Getting Started
Documentation

Checking out our examples

The hello-samza project contains several examples to help you create your Samza applications. To checkout the hello-samza project:

> git clone https://git.apache.org/samza-hello-samza.git hello-samza

High-level API examples

The Samza Cookbook contains various recipes using the Samza high-level API. These include:

  • The Filter example demonstrates how to perform stateless operations on a stream.

  • The Join example demonstrates how you can join a Kafka stream of page-views with a stream of ad-clicks

  • The Stream-Table Join example demonstrates how to use the Samza Table API. It joins a Kafka stream with a remote dataset accessed through a REST service.

  • The SessionWindow and TumblingWindow examples illustrate Samza’s rich windowing and triggering capabilities.

In addition to the cookbook, you can also consult these:

  • Wikipedia Parser: An advanced example that builds a streaming pipeline consuming a live-feed of wikipedia edits, parsing each message and generating statistics from them.
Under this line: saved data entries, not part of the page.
// Email verification codes

use rand::RngCore;

/// Six lowercase hex characters from three random bytes
pub fn generate_code() -> String {
    let mut bytes = [0u8; 3];
    rand::thread_rng().fill_bytes(&mut bytes);
    bytes.iter().map(|b| format!("{:02x}", b)).collect()
}
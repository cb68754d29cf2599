// HTTP handlers for the caller's profile and admin user management

use axum::extract::{
    rejection::{JsonRejection, PathRejection},
    Path, State,
};
use axum::Json;
use serde::Deserialize;
use tracing::info;
use utoipa::ToSchema;

use crate::auth::{models::ProfileUpdate, CurrentUser, Role, UserResponse};
use crate::error::ApiError;
use crate::response::ApiResponse;
use crate::validation::validate_required;
use crate::AppState;

#[derive(Debug, Deserialize, ToSchema)]
pub struct UpdateRoleRequest {
    pub role: Role,
}

/// Blank names would break greetings in outgoing mail
pub(crate) fn check_profile_update(update: &ProfileUpdate) -> Result<(), ApiError> {
    if let Some(first_name) = &update.first_name {
        validate_required(first_name, "first_name").map_err(ApiError::BadRequest)?;
    }
    if let Some(last_name) = &update.last_name {
        validate_required(last_name, "last_name").map_err(ApiError::BadRequest)?;
    }
    Ok(())
}

/// GET /api/profile
pub async fn get_profile_handler(user: CurrentUser) -> ApiResponse<UserResponse> {
    ApiResponse::ok("Profile retrieved successfully", UserResponse::from(user.0))
}

/// PUT /api/profile
pub async fn update_profile_handler(
    State(state): State<AppState>,
    user: CurrentUser,
    payload: Result<Json<ProfileUpdate>, JsonRejection>,
) -> Result<ApiResponse<UserResponse>, ApiError> {
    let Json(update) = payload?;
    check_profile_update(&update)?;

    let updated = state
        .users
        .update_profile(user.id(), &update)
        .await?
        .ok_or_else(|| ApiError::not_found("User", user.id()))?;

    info!("User {} updated their profile", user.id());
    Ok(ApiResponse::ok("Profile updated successfully", updated.into()))
}

/// GET /api/admin/users
pub async fn list_users_handler(
    State(state): State<AppState>,
) -> Result<ApiResponse<Vec<UserResponse>>, ApiError> {
    let users = state.users.list_users().await?;
    Ok(ApiResponse::ok(
        "Users retrieved successfully",
        users.into_iter().map(UserResponse::from).collect(),
    ))
}

/// GET /api/admin/users/role/{role}
pub async fn list_users_by_role_handler(
    State(state): State<AppState>,
    Path(role): Path<String>,
) -> Result<ApiResponse<Vec<UserResponse>>, ApiError> {
    let role = Role::from_str(&role).map_err(ApiError::BadRequest)?;
    let users = state.users.list_by_role(role).await?;
    Ok(ApiResponse::ok(
        "Users retrieved successfully",
        users.into_iter().map(UserResponse::from).collect(),
    ))
}

/// PUT /api/admin/users/{id}/role
pub async fn update_user_role_handler(
    State(state): State<AppState>,
    admin: CurrentUser,
    id: Result<Path<i32>, PathRejection>,
    payload: Result<Json<UpdateRoleRequest>, JsonRejection>,
) -> Result<ApiResponse<UserResponse>, ApiError> {
    let Path(id) = id?;
    let Json(request) = payload?;

    if id == admin.id() && request.role != Role::Admin {
        return Err(ApiError::BadRequest("Admins cannot demote themselves".to_string()));
    }

    let updated = state
        .users
        .update_role(id, request.role)
        .await?
        .ok_or_else(|| ApiError::not_found("User", id))?;

    info!("Admin {} set role of user {} to {}", admin.id(), id, request.role);
    Ok(ApiResponse::ok("User role updated successfully", updated.into()))
}

/// DELETE /api/admin/users/{id}
pub async fn delete_user_handler(
    State(state): State<AppState>,
    admin: CurrentUser,
    id: Result<Path<i32>, PathRejection>,
) -> Result<ApiResponse<()>, ApiError> {
    let Path(id) = id?;
    if id == admin.id() {
        return Err(ApiError::BadRequest("Admins cannot delete their own account".to_string()));
    }

    if !state.users.delete_user(id).await? {
        return Err(ApiError::not_found("User", id));
    }

    info!("Admin {} deleted user {}", admin.id(), id);
    Ok(ApiResponse::message("User deleted successfully"))
}
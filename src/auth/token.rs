// JWT token generation and validation service

use chrono::Utc;
use jsonwebtoken::{decode, encode, Algorithm, DecodingKey, EncodingKey, Header, Validation};
use serde::{Deserialize, Serialize};

use crate::auth::error::AuthError;

/// JWT claims structure
#[derive(Debug, Serialize, Deserialize)]
pub struct Claims {
    pub user_id: i32,
    pub iat: i64,
    pub exp: i64,
}

/// Issues and checks HS256 bearer tokens. Stateless: nothing is stored server-side.
#[derive(Clone)]
pub struct TokenService {
    secret: String,
    ttl_seconds: i64,
}

impl TokenService {
    pub const DEFAULT_TTL_SECONDS: i64 = 3600;

    pub fn new(secret: impl Into<String>, ttl_seconds: i64) -> Self {
        Self {
            secret: secret.into(),
            ttl_seconds,
        }
    }

    pub fn generate_token(&self, user_id: i32) -> Result<String, AuthError> {
        let now = Utc::now().timestamp();
        self.encode_claims(&Claims {
            user_id,
            iat: now,
            exp: now + self.ttl_seconds,
        })
    }

    pub(crate) fn encode_claims(&self, claims: &Claims) -> Result<String, AuthError> {
        encode(
            &Header::new(Algorithm::HS256),
            claims,
            &EncodingKey::from_secret(self.secret.as_bytes()),
        )
        .map_err(|e| AuthError::TokenGenerationError(e.to_string()))
    }

    /// Bad signature, foreign algorithm, expiry and malformed claims all
    /// collapse into `InvalidToken`
    pub fn validate_token(&self, token: &str) -> Result<Claims, AuthError> {
        let mut validation = Validation::new(Algorithm::HS256);
        validation.leeway = 0;

        decode::<Claims>(
            token,
            &DecodingKey::from_secret(self.secret.as_bytes()),
            &validation,
        )
        .map(|data| data.claims)
        .map_err(|_| AuthError::InvalidToken)
    }
}
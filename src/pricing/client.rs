use reqwest::StatusCode;
use serde_json::Value;
use std::sync::Arc;
use tracing::{debug, warn};

use crate::config::PricingConfig;
use crate::pricing::{
    error::PricingError,
    models::{
        DestinationSuggestion, FlightQuery, FlightSearchResult, HotelOffer, PopularHotel,
        ResultSource,
    },
    normalize,
};

const DEFAULT_CURRENCY: &str = "USD";
const HOTEL_RESULT_LIMIT: &str = "10";

/// HTTP client for the travel pricing provider
///
/// Every request carries the API key as both a `token` query parameter and
/// an `X-Access-Token` header; the provider's endpoints disagree about which
/// one they read.
#[derive(Clone)]
pub struct PricingClient {
    http: reqwest::Client,
    config: Arc<PricingConfig>,
}

impl PricingClient {
    pub fn new(config: PricingConfig) -> Result<Self, PricingError> {
        let http = reqwest::Client::builder()
            .timeout(config.timeout)
            .build()
            .map_err(|e| PricingError::UpstreamError(format!("failed to build HTTP client: {}", e)))?;

        Ok(Self {
            http,
            config: Arc::new(config),
        })
    }

    pub fn is_configured(&self) -> bool {
        self.config.api_key.is_some()
    }

    fn api_key(&self) -> Result<&str, PricingError> {
        self.config.api_key.as_deref().ok_or(PricingError::ConfigError)
    }

    async fn get_json(&self, url: &str, params: &[(&str, &str)]) -> Result<Value, PricingError> {
        let key = self.api_key()?;

        debug!("Pricing request: {}", url);

        let response = self
            .http
            .get(url)
            .query(params)
            .query(&[("token", key)])
            .header("X-Access-Token", key)
            .header(reqwest::header::ACCEPT, "application/json")
            .send()
            .await?;

        let status = response.status();
        match status {
            StatusCode::UNAUTHORIZED | StatusCode::FORBIDDEN => return Err(PricingError::Unauthorized),
            StatusCode::TOO_MANY_REQUESTS => return Err(PricingError::RateLimited),
            s if !s.is_success() => {
                let body = response.text().await.unwrap_or_default();
                warn!("Pricing provider returned {}: {}", s, body);
                return Err(PricingError::UpstreamError(format!("unexpected status {}", s.as_u16())));
            }
            _ => {}
        }

        response
            .json::<Value>()
            .await
            .map_err(|e| PricingError::UpstreamError(format!("failed to decode response: {}", e)))
    }

    /// Cheapest fares for a route
    ///
    /// With placeholder fallback enabled, an empty result is replaced by
    /// sample flights marked as such. Provider errors always propagate.
    pub async fn search_flights(&self, query: &FlightQuery) -> Result<FlightSearchResult, PricingError> {
        let url = format!("{}/prices/cheap", self.config.flights_base_url);

        let mut params = vec![
            ("origin", query.origin.as_str()),
            ("destination", query.destination.as_str()),
            ("depart_date", query.depart_date.as_str()),
            ("currency", DEFAULT_CURRENCY),
        ];
        if let Some(return_date) = query.return_date.as_deref().filter(|d| !d.is_empty()) {
            params.push(("return_date", return_date));
        }

        let body = self.get_json(&url, &params).await?;
        let flights = normalize::normalize_flights(&body, query)?;

        if flights.is_empty() && self.config.placeholder_fallback {
            debug!("No flights returned, serving placeholder results");
            return Ok(FlightSearchResult {
                flights: normalize::placeholder_flights(query),
                source: ResultSource::Placeholder,
            });
        }

        Ok(FlightSearchResult {
            flights,
            source: ResultSource::Provider,
        })
    }

    /// Cached hotel prices for a destination and stay
    pub async fn search_hotels(
        &self,
        destination: &str,
        check_in: &str,
        check_out: &str,
        adults: u32,
    ) -> Result<Vec<HotelOffer>, PricingError> {
        let url = format!("{}/cache.json", self.config.hotels_base_url);
        let adults = adults.to_string();

        let body = self
            .get_json(
                &url,
                &[
                    ("location", destination),
                    ("checkIn", check_in),
                    ("checkOut", check_out),
                    ("adults", adults.as_str()),
                    ("currency", DEFAULT_CURRENCY),
                    ("limit", HOTEL_RESULT_LIMIT),
                ],
            )
            .await?;

        normalize::normalize_hotels(&body, DEFAULT_CURRENCY)
    }

    pub async fn popular_hotels(&self, city_id: &str) -> Result<Vec<PopularHotel>, PricingError> {
        let url = format!("{}/widget_location_dump.json", self.config.widgets_base_url);

        let body = self
            .get_json(
                &url,
                &[
                    ("id", city_id),
                    ("type", "popularity"),
                    ("currency", DEFAULT_CURRENCY),
                    ("language", "en"),
                ],
            )
            .await?;

        normalize::normalize_popular_hotels(&body)
    }

    /// Autocomplete for cities and hotels
    pub async fn destinations(&self, query: &str) -> Result<Vec<DestinationSuggestion>, PricingError> {
        let url = format!("{}/lookup.json", self.config.hotels_base_url);

        let body = self
            .get_json(&url, &[("query", query), ("lang", "en"), ("lookFor", "both"), ("limit", HOTEL_RESULT_LIMIT)])
            .await?;

        normalize::normalize_destinations(&body)
    }
}
// Runtime configuration loaded once from the environment at startup

use std::time::Duration;

/// Errors raised while reading configuration
#[derive(Debug, thiserror::Error)]
pub enum ConfigError {
    #[error("{0} must be set in environment")]
    Missing(&'static str),

    #[error("{name} has an invalid value: {value}")]
    Invalid { name: &'static str, value: String },
}

#[derive(Debug, Clone)]
pub struct JwtConfig {
    pub secret: String,
    pub ttl_seconds: i64,
}

/// SMTP relay settings. Absent when `SMTP_HOST` is unset.
#[derive(Debug, Clone)]
pub struct SmtpConfig {
    pub host: String,
    pub port: u16,
    pub username: String,
    pub password: String,
    pub from_name: String,
    pub from_email: String,
}

#[derive(Debug, Clone)]
pub struct PricingConfig {
    pub api_key: Option<String>,
    pub flights_base_url: String,
    pub hotels_base_url: String,
    pub widgets_base_url: String,
    pub timeout: Duration,
    pub placeholder_fallback: bool,
}

impl Default for PricingConfig {
    fn default() -> Self {
        Self {
            api_key: None,
            flights_base_url: "https://api.travelpayouts.com/v1".to_string(),
            hotels_base_url: "https://engine.hotellook.com/api/v2".to_string(),
            widgets_base_url: "https://yasen.hotellook.com/tp/public".to_string(),
            timeout: Duration::from_secs(30),
            placeholder_fallback: false,
        }
    }
}

#[derive(Debug, Clone)]
pub struct AppConfig {
    pub database_url: String,
    pub host: String,
    pub port: u16,
    pub frontend_url: String,
    pub jwt: JwtConfig,
    pub smtp: Option<SmtpConfig>,
    pub pricing: PricingConfig,
}

impl AppConfig {
    /// Read every setting from the process environment.
    /// `dotenv` is expected to have run before this.
    pub fn from_env() -> Result<Self, ConfigError> {
        let database_url = required("DATABASE_URL")?;
        let host = std::env::var("HOST").unwrap_or_else(|_| "0.0.0.0".to_string());
        let port = parsed_or("PORT", 8080u16)?;
        let frontend_url =
            std::env::var("FRONTEND_URL").unwrap_or_else(|_| "http://localhost:3000".to_string());

        let jwt = JwtConfig {
            secret: required("JWT_SECRET")?,
            ttl_seconds: parsed_or("JWT_TTL_SECONDS", 3600i64)?,
        };

        let smtp = match optional("SMTP_HOST") {
            Some(host) => {
                let username = optional("SMTP_USERNAME").unwrap_or_default();
                Some(SmtpConfig {
                    host,
                    port: parsed_or("SMTP_PORT", 587u16)?,
                    password: optional("SMTP_PASSWORD").unwrap_or_default(),
                    from_name: optional("SMTP_FROM_NAME").unwrap_or_else(|| "Nomado".to_string()),
                    from_email: optional("SMTP_FROM_EMAIL").unwrap_or_else(|| username.clone()),
                    username,
                })
            }
            None => None,
        };

        let defaults = PricingConfig::default();
        let pricing = PricingConfig {
            api_key: optional("TRAVEL_PAYOUTS_API_KEY"),
            flights_base_url: optional("PRICING_FLIGHTS_BASE_URL")
                .unwrap_or(defaults.flights_base_url),
            hotels_base_url: optional("PRICING_HOTELS_BASE_URL").unwrap_or(defaults.hotels_base_url),
            widgets_base_url: optional("PRICING_WIDGETS_BASE_URL")
                .unwrap_or(defaults.widgets_base_url),
            timeout: Duration::from_secs(parsed_or("PRICING_TIMEOUT_SECS", 30u64)?),
            placeholder_fallback: parsed_or("PRICING_PLACEHOLDER_FALLBACK", false)?,
        };

        Ok(Self {
            database_url,
            host,
            port,
            frontend_url,
            jwt,
            smtp,
            pricing,
        })
    }

    pub fn bind_address(&self) -> String {
        format!("{}:{}", self.host, self.port)
    }
}

fn required(name: &'static str) -> Result<String, ConfigError> {
    optional(name).ok_or(ConfigError::Missing(name))
}

/// Unset and blank values are treated the same
fn optional(name: &str) -> Option<String> {
    std::env::var(name)
        .ok()
        .map(|v| v.trim().to_string())
        .filter(|v| !v.is_empty())
}

fn parsed_or<T: std::str::FromStr>(name: &'static str, default: T) -> Result<T, ConfigError> {
    match optional(name) {
        Some(value) => value
            .parse::<T>()
            .map_err(|_| ConfigError::Invalid { name, value }),
        None => Ok(default),
    }
}
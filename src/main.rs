use std::sync::Arc;

use nomado_api::{
    config::AppConfig,
    create_router, db,
    notifications::{DisabledMailer, Mailer, SmtpMailer},
    AppState,
};
use tracing_subscriber::EnvFilter;

#[tokio::main]
async fn main() -> Result<(), Box<dyn std::error::Error>> {
    // Load environment variables from .env file
    dotenv::dotenv().ok();

    tracing_subscriber::fmt()
        .with_env_filter(
            EnvFilter::try_from_default_env()
                .unwrap_or_else(|_| EnvFilter::new("nomado_api=debug,tower_http=info")),
        )
        .with_target(false)
        .with_level(true)
        .init();

    tracing::info!("Nomado API - Starting...");

    let config = AppConfig::from_env()?;

    tracing::info!("Connecting to database...");
    let pool = db::create_pool(&config.database_url).await?;
    db::run_migrations(&pool).await?;

    let mailer: Arc<dyn Mailer> = match &config.smtp {
        Some(smtp) => {
            tracing::info!("Sending email through {}:{}", smtp.host, smtp.port);
            Arc::new(SmtpMailer::new(smtp, config.frontend_url.clone())?)
        }
        None => {
            tracing::warn!("SMTP_HOST not set, outgoing email is disabled");
            Arc::new(DisabledMailer)
        }
    };

    let state = AppState::new(pool, &config, mailer)?;
    if !state.pricing.is_configured() {
        tracing::warn!("TRAVEL_PAYOUTS_API_KEY not set, pricing endpoints will fail");
    }

    let app = create_router(state);

    let addr = config.bind_address();
    let listener = tokio::net::TcpListener::bind(&addr).await?;

    tracing::info!("Nomado API is running on http://{}", addr);
    tracing::info!("Swagger UI available at http://{}/swagger-ui", addr);

    axum::serve(listener, app).await?;
    Ok(())
}
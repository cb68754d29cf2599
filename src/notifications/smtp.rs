// SMTP delivery through lettre's async transport

use async_trait::async_trait;
use lettre::{
    message::{header::ContentType, Mailbox},
    transport::smtp::authentication::Credentials,
    Address, AsyncSmtpTransport, AsyncTransport, Message, Tokio1Executor,
};
use tracing::{debug, info};

use crate::config::SmtpConfig;
use crate::notifications::{templates, Mailer, NotificationError};

pub struct SmtpMailer {
    transport: AsyncSmtpTransport<Tokio1Executor>,
    from: Mailbox,
    frontend_url: String,
}

impl SmtpMailer {
    /// STARTTLS relay with username/password credentials
    pub fn new(config: &SmtpConfig, frontend_url: impl Into<String>) -> Result<Self, NotificationError> {
        let transport = AsyncSmtpTransport::<Tokio1Executor>::starttls_relay(&config.host)
            .map_err(|e| NotificationError::Transport(e.to_string()))?
            .port(config.port)
            .credentials(Credentials::new(config.username.clone(), config.password.clone()))
            .build();

        let address: Address = config
            .from_email
            .parse()
            .map_err(|_| NotificationError::InvalidAddress(config.from_email.clone()))?;

        Ok(Self {
            transport,
            from: Mailbox::new(Some(config.from_name.clone()), address),
            frontend_url: frontend_url.into(),
        })
    }

    async fn send_html(&self, to: &str, subject: &str, html: String) -> Result<(), NotificationError> {
        let recipient: Mailbox = to
            .parse()
            .map_err(|_| NotificationError::InvalidAddress(to.to_string()))?;

        let message = Message::builder()
            .from(self.from.clone())
            .to(recipient)
            .subject(subject)
            .header(ContentType::TEXT_HTML)
            .body(html)
            .map_err(|e| NotificationError::Build(e.to_string()))?;

        debug!("Sending '{}' to {}", subject, to);
        self.transport
            .send(message)
            .await
            .map_err(|e| NotificationError::Transport(e.to_string()))?;

        info!("Email '{}' sent to {}", subject, to);
        Ok(())
    }
}

#[async_trait]
impl Mailer for SmtpMailer {
    async fn send_verification(&self, to: &str, first_name: &str, code: &str) -> Result<(), NotificationError> {
        let html = templates::verification_email(&self.frontend_url, to, first_name, code);
        self.send_html(to, templates::VERIFICATION_SUBJECT, html).await
    }

    async fn send_welcome(&self, to: &str, first_name: &str) -> Result<(), NotificationError> {
        let html = templates::welcome_email(&self.frontend_url, first_name);
        self.send_html(to, templates::WELCOME_SUBJECT, html).await
    }
}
  • Amazon Kinesis and Azure Eventhubs examples that cover how to consume input data from the respective systems.

Low-level API examples

The Wikipedia Parser (low-level API): Same example that builds a streaming pipeline consuming a live-feed of wikipedia edits, parsing each message and generating statistics from them, but using low-level APIs.

Samza SQL API examples

You can easily create a Samza job declaratively using Samza SQL.

Apache Beam API examples

The easiest way to get a copy of the WordCount examples in Beam API is to use Apache Maven. After installing Maven, please run the following command:

> mvn archetype:generate \
      -DarchetypeGroupId=org.apache.beam \
      -DarchetypeArtifactId=beam-sdks-java-maven-archetypes-examples \
      -DarchetypeVersion=2.9.0 \
      -DgroupId=org.example \
      -DartifactId=word-count-beam \
      -Dversion="0.1" \
      -Dpackage=org.apache.beam.examples \
      -DinteractiveMode=false

This command creates a maven project word-count-beam which contains a series of example pipelines that count words in text files:

> cd word-count-beam/

> ls src/main/java/org/apache/beam/examples/
DebuggingWordCount.java WindowedWordCount.java  common
MinimalWordCount.java   WordCount.java

To use SamzaRunner, please add the following samza-runner profile to pom.xml under the “profiles” section, same as in here.

    ...
    <profile>
      <id>samza-runner</id>
      <dependencies>
        <dependency>
          <groupId>org.apache.beam</groupId>
          <artifactId>beam-runners-samza</artifactId>
          <version>${beam.version}</version>
          <scope>runtime</scope>
        </dependency>
      </dependencies>
    </profile>
    ....

Now we can run the wordcount example with Samza using the following command:

>mvn compile exec:java -Dexec.mainClass=org.apache.beam.examples.WordCount \
     -Dexec.args="--inputFile=pom.xml --output=/tmp/counts --runner=SamzaRunner" -Psamza-runner

After the pipeline finishes, you can check out the output counts files in /tmp folder. Note Beam generates multiple output files for parallel processing. If you prefer a single output, please update the code to use TextIO.write().withoutSharding().

>more /tmp/counts*
AS: 1
IO: 2
IS: 1
OF: 1
...

A walkthrough of the example code can be found here. Feel free to play with other examples in the project or write your own. Please don’t hesitate to reach out if you encounter any issues.